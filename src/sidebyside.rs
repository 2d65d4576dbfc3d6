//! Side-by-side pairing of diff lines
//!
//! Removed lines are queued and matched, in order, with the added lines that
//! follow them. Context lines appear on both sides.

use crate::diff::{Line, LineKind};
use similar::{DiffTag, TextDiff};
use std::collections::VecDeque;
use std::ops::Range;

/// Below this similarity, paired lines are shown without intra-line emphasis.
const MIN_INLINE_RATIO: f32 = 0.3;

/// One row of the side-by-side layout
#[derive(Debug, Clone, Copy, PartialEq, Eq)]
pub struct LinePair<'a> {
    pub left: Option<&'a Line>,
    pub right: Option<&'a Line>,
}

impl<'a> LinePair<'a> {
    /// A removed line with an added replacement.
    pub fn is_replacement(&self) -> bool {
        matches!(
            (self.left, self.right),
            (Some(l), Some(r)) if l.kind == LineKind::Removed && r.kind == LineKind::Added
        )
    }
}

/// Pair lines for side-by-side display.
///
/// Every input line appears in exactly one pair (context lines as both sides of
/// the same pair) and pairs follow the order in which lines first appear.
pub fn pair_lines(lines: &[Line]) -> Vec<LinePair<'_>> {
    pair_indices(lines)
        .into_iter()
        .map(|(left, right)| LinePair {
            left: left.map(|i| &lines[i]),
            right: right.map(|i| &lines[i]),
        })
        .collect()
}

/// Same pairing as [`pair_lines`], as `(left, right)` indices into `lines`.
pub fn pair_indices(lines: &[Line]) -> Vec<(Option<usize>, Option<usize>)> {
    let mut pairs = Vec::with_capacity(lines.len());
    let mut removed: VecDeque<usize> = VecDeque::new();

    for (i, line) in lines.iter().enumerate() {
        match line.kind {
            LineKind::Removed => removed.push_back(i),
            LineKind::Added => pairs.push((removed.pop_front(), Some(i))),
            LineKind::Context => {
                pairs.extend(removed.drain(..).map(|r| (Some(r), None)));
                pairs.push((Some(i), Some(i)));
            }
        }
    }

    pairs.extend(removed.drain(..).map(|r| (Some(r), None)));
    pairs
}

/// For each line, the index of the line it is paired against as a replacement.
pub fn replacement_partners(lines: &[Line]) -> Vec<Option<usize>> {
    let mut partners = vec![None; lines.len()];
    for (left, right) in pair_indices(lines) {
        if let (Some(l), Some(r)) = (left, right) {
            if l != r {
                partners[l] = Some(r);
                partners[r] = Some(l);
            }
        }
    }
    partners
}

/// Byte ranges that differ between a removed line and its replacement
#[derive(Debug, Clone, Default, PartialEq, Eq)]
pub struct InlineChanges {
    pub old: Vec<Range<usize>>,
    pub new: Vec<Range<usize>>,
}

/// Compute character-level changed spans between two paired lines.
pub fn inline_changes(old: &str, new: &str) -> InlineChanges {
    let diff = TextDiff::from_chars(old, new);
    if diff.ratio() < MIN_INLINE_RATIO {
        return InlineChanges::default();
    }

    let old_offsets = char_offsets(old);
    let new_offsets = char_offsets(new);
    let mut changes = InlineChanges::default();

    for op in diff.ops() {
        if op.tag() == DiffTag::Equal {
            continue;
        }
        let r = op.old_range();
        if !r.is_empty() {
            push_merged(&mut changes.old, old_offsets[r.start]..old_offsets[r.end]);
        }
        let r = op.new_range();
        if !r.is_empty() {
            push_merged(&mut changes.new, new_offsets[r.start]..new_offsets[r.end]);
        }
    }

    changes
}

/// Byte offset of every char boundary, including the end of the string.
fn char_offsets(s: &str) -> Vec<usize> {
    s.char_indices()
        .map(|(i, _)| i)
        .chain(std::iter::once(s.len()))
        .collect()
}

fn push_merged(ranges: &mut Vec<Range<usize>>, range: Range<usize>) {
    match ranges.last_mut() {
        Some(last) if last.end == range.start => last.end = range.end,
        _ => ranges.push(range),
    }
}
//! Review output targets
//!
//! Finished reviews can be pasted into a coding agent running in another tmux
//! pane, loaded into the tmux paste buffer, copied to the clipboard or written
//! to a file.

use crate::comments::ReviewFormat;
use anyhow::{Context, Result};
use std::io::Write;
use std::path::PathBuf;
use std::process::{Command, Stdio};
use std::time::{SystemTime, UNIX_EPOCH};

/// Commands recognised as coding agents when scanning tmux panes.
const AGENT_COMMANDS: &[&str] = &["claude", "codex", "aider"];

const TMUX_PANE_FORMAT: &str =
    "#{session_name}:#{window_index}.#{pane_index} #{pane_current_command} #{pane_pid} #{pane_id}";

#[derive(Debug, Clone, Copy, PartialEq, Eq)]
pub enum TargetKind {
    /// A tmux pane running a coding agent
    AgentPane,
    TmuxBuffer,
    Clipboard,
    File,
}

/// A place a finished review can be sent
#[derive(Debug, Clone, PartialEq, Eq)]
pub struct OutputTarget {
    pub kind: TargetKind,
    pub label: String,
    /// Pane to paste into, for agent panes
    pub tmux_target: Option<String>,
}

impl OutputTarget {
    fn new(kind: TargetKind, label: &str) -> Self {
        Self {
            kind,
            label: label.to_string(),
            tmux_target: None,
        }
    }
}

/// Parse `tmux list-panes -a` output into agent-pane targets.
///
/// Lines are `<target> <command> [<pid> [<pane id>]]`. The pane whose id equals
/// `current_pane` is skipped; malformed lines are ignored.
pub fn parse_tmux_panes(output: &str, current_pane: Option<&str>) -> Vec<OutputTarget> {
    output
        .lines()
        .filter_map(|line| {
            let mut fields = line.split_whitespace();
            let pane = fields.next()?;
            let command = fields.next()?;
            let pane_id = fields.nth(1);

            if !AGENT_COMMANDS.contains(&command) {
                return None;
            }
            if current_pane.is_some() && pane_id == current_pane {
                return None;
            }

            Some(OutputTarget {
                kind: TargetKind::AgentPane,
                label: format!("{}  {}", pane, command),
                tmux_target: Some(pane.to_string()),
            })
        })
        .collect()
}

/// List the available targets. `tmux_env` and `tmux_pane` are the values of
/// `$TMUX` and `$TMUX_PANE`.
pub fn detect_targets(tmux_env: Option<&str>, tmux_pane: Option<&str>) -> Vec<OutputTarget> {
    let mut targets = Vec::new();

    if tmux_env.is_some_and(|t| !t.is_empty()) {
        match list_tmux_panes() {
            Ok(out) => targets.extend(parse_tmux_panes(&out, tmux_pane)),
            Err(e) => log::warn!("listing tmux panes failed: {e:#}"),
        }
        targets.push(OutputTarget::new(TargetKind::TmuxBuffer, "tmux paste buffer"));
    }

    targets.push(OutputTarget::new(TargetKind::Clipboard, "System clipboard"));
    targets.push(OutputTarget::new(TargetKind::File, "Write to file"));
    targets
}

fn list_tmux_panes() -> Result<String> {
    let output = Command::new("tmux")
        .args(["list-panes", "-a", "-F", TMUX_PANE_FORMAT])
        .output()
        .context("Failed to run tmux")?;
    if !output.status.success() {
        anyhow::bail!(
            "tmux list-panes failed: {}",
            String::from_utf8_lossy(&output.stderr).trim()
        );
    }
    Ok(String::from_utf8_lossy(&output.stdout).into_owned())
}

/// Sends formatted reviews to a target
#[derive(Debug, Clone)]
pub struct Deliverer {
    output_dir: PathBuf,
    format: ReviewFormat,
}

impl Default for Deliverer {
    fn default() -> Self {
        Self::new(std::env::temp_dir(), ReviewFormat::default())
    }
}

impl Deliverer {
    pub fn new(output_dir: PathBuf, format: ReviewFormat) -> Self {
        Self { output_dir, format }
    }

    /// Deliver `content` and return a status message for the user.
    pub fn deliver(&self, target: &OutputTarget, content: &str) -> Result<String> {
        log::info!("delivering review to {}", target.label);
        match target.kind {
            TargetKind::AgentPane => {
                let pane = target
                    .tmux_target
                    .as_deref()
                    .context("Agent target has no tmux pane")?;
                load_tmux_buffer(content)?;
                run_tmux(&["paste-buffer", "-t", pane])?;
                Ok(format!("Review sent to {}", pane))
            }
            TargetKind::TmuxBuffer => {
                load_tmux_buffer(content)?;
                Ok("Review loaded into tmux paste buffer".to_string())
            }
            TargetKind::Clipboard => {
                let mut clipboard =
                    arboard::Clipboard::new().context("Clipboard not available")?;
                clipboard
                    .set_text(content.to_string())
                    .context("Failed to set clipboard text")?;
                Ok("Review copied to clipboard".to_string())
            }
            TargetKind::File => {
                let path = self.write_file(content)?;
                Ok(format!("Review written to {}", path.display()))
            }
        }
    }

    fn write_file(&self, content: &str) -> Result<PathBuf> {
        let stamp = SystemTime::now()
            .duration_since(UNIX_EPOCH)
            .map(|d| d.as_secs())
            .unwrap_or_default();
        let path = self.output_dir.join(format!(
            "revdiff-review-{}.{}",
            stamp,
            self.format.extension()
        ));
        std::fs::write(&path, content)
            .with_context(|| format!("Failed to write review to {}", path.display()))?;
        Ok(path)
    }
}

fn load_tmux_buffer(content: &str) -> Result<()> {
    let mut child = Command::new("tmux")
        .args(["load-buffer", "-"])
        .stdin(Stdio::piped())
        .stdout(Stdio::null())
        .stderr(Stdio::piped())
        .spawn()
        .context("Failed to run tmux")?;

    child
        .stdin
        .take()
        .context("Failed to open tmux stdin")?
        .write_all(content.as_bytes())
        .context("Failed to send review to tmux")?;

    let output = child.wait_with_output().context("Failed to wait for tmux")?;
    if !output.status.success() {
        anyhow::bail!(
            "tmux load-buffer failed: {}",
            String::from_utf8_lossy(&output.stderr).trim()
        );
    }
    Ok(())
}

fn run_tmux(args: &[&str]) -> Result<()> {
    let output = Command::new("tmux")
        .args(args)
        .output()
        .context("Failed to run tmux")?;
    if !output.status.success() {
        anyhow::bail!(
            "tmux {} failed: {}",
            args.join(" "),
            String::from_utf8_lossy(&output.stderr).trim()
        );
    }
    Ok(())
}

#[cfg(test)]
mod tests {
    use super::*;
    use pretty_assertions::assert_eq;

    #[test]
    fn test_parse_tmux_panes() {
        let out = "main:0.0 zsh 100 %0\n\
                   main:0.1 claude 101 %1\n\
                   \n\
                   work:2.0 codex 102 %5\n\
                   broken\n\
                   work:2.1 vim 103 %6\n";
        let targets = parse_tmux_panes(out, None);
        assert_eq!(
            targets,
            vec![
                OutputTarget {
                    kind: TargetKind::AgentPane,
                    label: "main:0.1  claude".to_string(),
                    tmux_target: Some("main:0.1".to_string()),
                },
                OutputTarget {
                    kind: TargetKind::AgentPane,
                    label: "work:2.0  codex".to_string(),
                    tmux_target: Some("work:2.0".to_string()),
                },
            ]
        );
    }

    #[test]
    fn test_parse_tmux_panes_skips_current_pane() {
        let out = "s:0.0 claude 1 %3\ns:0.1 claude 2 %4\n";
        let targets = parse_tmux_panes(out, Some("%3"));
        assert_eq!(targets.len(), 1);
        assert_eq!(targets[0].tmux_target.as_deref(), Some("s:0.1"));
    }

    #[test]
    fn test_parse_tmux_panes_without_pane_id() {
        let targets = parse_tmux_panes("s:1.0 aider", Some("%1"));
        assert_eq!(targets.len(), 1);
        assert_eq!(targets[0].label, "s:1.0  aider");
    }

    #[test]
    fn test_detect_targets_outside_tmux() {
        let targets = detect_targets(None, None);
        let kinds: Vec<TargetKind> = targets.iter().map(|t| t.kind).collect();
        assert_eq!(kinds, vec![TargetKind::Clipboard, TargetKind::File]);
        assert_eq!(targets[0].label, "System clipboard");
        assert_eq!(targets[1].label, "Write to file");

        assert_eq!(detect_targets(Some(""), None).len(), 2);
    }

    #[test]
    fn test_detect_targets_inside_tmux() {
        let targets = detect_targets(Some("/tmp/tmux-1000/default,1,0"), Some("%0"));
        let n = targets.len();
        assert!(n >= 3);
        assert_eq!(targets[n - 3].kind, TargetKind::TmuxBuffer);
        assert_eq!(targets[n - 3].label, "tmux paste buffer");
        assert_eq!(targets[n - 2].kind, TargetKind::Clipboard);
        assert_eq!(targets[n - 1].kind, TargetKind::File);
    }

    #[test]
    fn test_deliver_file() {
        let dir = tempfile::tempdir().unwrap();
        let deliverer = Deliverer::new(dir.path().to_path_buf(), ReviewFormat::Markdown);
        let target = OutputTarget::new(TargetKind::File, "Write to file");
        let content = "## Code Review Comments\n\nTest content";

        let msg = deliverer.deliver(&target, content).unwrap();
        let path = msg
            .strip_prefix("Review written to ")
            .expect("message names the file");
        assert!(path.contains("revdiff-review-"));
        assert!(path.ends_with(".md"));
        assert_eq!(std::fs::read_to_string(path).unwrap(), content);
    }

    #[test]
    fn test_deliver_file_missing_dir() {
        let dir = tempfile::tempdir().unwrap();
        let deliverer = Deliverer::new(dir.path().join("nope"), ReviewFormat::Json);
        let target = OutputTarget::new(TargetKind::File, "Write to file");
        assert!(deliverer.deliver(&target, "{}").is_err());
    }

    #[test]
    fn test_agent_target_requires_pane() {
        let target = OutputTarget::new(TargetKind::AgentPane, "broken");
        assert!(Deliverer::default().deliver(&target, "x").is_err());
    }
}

· · · · ·

→ **PROBLEM STATEMENT**
Looking back over the data above, restate word for word the lines that begin at the line with "pub fn is_replacement(&self)" and end at the line with "for (left, right)", inclusive.

→ **OUTPUT FOR THIS TASK**
    pub fn is_replacement(&self) -> bool {
        matches!(
            (self.left, self.right),
            (Some(l), Some(r)) if l.kind == LineKind::Removed && r.kind == LineKind::Added
        )
    }
}

/// Pair lines for side-by-side display.
///
/// Every input line appears in exactly one pair (context lines as both sides of
/// the same pair) and pairs follow the order in which lines first appear.
pub fn pair_lines(lines: &[Line]) -> Vec<LinePair<'_>> {
    pair_indices(lines)
        .into_iter()
        .map(|(left, right)| LinePair {
            left: left.map(|i| &lines[i]),
            right: right.map(|i| &lines[i]),
        })
        .collect()
}

/// Same pairing as [`pair_lines`], as `(left, right)` indices into `lines`.
pub fn pair_indices(lines: &[Line]) -> Vec<(Option<usize>, Option<usize>)> {
    let mut pairs = Vec::with_capacity(lines.len());
    let mut removed: VecDeque<usize> = VecDeque::new();

    for (i, line) in lines.iter().enumerate() {
        match line.kind {
            LineKind::Removed => removed.push_back(i),
            LineKind::Added => pairs.push((removed.pop_front(), Some(i))),
            LineKind::Context => {
                pairs.extend(removed.drain(..).map(|r| (Some(r), None)));
                pairs.push((Some(i), Some(i)));
            }
        }
    }

    pairs.extend(removed.drain(..).map(|r| (Some(r), None)));
    pairs
}

/// For each line, the index of the line it is paired against as a replacement.
pub fn replacement_partners(lines: &[Line]) -> Vec<Option<usize>> {
    let mut partners = vec![None; lines.len()];
    for (left, right) in pair_indices(lines) {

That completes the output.